## Task details
From the very first line down to the line containing "pub const POWERED_BY: &str", write out the material exactly as it appears, and no more.
^^^^^^^^
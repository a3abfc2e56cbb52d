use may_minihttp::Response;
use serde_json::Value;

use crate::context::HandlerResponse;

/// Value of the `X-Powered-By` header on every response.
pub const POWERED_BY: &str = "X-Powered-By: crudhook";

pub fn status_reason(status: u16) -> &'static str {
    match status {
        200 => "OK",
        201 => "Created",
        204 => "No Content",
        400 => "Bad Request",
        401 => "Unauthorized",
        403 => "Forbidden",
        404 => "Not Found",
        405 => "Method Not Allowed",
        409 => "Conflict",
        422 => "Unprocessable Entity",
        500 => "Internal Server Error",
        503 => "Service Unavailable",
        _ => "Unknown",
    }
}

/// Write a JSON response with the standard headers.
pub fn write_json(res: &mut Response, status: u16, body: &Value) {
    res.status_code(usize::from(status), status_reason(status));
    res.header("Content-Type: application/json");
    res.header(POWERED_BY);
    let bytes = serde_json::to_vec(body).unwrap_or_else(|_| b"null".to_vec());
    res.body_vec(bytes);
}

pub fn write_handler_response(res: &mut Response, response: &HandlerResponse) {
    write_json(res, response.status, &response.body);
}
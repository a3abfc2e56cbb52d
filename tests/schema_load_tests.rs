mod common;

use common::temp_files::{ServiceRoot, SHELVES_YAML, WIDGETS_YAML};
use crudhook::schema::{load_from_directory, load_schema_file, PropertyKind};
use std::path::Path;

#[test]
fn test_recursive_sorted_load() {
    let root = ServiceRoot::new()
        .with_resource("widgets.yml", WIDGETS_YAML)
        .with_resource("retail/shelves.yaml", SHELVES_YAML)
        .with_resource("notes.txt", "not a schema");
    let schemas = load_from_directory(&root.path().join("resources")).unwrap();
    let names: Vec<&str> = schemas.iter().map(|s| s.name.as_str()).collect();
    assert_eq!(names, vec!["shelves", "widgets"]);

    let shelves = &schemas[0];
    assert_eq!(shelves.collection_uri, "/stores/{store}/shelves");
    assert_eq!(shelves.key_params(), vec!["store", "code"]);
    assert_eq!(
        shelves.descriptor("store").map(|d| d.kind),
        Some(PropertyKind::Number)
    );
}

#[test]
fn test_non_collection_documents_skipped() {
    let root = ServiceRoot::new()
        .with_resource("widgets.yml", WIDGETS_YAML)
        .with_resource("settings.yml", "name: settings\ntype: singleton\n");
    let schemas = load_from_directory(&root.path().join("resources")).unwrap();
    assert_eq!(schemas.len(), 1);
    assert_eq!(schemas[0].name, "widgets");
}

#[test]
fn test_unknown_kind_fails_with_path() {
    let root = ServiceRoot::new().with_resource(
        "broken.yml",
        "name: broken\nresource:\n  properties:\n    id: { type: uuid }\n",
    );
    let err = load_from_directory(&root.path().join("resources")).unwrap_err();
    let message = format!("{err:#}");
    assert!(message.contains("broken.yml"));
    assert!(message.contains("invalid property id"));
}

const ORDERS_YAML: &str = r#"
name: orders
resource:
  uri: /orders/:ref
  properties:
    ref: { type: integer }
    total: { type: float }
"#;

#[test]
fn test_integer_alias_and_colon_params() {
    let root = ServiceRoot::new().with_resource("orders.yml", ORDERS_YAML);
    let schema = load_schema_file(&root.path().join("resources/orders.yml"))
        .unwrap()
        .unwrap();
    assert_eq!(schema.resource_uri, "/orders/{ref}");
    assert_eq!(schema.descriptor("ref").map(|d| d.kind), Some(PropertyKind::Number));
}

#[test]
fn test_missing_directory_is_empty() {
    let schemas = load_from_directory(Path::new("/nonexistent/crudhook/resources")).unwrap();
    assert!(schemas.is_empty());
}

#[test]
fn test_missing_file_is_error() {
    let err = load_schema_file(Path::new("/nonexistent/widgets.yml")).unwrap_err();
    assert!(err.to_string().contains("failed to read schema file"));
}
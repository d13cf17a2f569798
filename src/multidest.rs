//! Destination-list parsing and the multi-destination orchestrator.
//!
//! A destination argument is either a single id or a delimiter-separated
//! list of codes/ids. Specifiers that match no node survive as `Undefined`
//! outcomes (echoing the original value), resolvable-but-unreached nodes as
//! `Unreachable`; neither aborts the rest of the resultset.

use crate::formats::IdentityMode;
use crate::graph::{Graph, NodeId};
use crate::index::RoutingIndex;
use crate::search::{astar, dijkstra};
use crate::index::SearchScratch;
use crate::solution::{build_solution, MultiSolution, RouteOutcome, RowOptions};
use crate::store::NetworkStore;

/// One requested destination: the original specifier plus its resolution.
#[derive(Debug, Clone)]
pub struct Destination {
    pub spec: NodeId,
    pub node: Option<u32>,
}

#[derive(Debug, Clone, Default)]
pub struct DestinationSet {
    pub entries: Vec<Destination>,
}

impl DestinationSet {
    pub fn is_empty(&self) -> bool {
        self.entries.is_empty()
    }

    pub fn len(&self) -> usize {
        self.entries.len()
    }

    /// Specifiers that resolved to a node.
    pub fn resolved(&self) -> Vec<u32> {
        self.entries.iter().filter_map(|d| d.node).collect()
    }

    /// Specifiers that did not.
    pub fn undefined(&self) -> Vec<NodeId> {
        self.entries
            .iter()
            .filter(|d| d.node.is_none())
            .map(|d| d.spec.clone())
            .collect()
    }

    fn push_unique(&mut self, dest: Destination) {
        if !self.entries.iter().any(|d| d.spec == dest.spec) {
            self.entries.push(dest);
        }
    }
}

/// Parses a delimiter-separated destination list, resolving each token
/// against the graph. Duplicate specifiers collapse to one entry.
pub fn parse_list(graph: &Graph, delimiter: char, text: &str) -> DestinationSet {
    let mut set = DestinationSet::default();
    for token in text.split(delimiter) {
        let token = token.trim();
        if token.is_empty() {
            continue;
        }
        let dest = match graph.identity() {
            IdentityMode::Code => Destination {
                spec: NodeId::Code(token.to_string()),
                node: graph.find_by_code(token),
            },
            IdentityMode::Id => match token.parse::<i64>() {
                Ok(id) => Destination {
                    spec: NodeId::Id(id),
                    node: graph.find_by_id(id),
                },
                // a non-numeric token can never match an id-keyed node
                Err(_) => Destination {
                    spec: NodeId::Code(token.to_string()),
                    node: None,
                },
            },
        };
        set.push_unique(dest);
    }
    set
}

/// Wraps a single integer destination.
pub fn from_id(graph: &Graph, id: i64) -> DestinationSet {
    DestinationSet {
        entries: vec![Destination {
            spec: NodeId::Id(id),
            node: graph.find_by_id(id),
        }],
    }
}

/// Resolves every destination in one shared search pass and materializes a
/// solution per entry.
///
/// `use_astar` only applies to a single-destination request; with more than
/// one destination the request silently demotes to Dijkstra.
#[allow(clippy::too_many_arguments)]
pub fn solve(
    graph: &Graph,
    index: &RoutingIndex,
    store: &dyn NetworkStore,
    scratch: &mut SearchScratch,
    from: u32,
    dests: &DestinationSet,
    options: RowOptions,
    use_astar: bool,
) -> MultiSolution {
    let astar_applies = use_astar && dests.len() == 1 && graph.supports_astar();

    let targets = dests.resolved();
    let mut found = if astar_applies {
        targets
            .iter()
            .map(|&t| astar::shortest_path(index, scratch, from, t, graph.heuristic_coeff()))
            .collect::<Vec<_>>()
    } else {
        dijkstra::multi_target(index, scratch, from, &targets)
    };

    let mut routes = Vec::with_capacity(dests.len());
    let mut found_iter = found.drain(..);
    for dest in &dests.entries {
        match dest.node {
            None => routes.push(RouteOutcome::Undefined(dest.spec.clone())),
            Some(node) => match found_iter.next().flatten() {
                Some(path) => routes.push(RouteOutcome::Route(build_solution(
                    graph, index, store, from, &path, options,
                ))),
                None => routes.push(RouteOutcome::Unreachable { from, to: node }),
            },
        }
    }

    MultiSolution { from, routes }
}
^^^^^^^^
## Response box
repository a3abfc2e56cbb52d
use may_minihttp::Response;
use serde_json::Value;

use crate::context::HandlerResponse;

/// Value of the `X-Powered-By` header on every response.
pub const POWERED_BY: &str = "X-Powered-By: crudhook";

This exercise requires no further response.